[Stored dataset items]
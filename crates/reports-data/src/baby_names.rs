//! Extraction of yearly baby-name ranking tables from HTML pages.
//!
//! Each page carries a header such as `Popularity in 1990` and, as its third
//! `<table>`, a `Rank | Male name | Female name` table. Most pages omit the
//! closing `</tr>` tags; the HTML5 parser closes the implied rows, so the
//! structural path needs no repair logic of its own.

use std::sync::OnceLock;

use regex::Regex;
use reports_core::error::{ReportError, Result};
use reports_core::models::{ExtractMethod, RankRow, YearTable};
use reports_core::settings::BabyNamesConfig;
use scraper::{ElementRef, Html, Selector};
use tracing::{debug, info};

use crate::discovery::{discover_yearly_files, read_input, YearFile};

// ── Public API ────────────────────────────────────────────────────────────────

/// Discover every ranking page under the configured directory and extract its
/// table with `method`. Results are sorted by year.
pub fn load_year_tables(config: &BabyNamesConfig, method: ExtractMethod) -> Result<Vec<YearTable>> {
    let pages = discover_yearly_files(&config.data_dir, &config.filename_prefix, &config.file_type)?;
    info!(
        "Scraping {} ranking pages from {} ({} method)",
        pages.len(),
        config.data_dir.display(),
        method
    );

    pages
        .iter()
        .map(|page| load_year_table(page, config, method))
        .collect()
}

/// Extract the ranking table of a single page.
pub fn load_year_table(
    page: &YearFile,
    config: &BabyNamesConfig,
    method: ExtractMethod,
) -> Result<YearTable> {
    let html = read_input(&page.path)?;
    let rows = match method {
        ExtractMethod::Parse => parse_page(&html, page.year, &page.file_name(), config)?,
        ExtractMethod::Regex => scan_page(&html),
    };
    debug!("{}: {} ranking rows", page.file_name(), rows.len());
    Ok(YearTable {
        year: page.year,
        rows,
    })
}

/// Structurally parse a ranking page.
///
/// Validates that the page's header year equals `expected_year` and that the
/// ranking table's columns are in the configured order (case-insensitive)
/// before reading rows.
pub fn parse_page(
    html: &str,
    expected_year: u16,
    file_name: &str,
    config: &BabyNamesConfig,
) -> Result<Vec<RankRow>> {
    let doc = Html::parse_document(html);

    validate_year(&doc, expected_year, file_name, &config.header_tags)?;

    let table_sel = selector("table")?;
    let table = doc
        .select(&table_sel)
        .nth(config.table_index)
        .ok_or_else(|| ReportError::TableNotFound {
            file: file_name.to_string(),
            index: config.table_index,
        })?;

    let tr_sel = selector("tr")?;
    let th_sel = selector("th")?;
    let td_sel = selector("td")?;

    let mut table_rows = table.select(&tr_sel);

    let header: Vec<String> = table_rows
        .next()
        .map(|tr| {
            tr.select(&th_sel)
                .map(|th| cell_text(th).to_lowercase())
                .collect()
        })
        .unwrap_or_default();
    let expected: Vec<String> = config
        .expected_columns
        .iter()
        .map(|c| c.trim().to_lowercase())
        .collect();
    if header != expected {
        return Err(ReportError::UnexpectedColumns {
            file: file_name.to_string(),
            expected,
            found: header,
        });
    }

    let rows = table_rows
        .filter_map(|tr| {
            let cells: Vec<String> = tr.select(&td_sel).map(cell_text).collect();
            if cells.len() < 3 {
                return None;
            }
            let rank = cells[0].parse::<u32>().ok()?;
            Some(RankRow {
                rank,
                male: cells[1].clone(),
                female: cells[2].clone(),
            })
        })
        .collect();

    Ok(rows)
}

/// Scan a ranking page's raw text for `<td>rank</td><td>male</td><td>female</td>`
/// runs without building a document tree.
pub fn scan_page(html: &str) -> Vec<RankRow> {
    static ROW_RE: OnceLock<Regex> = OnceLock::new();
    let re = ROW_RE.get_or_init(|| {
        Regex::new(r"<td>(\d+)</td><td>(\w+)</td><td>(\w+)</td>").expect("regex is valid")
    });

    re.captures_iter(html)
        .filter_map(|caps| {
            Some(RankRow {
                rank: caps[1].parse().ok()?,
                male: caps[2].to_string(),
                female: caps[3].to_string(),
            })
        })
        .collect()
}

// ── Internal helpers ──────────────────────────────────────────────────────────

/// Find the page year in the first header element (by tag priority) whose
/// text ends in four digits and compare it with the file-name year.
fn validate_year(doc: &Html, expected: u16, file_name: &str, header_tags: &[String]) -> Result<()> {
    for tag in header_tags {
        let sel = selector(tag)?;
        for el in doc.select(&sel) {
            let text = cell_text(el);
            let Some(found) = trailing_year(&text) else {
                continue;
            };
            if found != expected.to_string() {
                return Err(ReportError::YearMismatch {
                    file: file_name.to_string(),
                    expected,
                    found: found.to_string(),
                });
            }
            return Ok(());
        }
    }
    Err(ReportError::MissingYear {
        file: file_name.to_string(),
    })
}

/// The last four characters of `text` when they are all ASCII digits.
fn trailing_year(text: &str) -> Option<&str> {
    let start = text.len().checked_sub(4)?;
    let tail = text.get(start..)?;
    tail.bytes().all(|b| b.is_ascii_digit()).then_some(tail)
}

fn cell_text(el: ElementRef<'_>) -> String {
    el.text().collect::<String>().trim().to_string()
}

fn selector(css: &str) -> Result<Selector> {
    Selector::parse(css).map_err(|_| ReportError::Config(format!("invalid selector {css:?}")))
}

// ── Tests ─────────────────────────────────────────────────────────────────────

[To do]
When copying the data above, please keep exactly the lines from its first line through the line with "and that the", both ends included, and drop the rest.

[Written solution]
filename crates/reports-data/src/baby_names.rs
//! Extraction of yearly baby-name ranking tables from HTML pages.
//!
//! Each page carries a header such as `Popularity in 1990` and, as its third
//! `<table>`, a `Rank | Male name | Female name` table. Most pages omit the
//! closing `</tr>` tags; the HTML5 parser closes the implied rows, so the
//! structural path needs no repair logic of its own.

use std::sync::OnceLock;

use regex::Regex;
use reports_core::error::{ReportError, Result};
use reports_core::models::{ExtractMethod, RankRow, YearTable};
use reports_core::settings::BabyNamesConfig;
use scraper::{ElementRef, Html, Selector};
use tracing::{debug, info};

use crate::discovery::{discover_yearly_files, read_input, YearFile};

// ── Public API ────────────────────────────────────────────────────────────────

/// Discover every ranking page under the configured directory and extract its
/// table with `method`. Results are sorted by year.
pub fn load_year_tables(config: &BabyNamesConfig, method: ExtractMethod) -> Result<Vec<YearTable>> {
    let pages = discover_yearly_files(&config.data_dir, &config.filename_prefix, &config.file_type)?;
    info!(
        "Scraping {} ranking pages from {} ({} method)",
        pages.len(),
        config.data_dir.display(),
        method
    );

    pages
        .iter()
        .map(|page| load_year_table(page, config, method))
        .collect()
}

/// Extract the ranking table of a single page.
pub fn load_year_table(
    page: &YearFile,
    config: &BabyNamesConfig,
    method: ExtractMethod,
) -> Result<YearTable> {
    let html = read_input(&page.path)?;
    let rows = match method {
        ExtractMethod::Parse => parse_page(&html, page.year, &page.file_name(), config)?,
        ExtractMethod::Regex => scan_page(&html),
    };
    debug!("{}: {} ranking rows", page.file_name(), rows.len());
    Ok(YearTable {
        year: page.year,
        rows,
    })
}

/// Structurally parse a ranking page.
///
/// Validates that the page's header year equals `expected_year` and that the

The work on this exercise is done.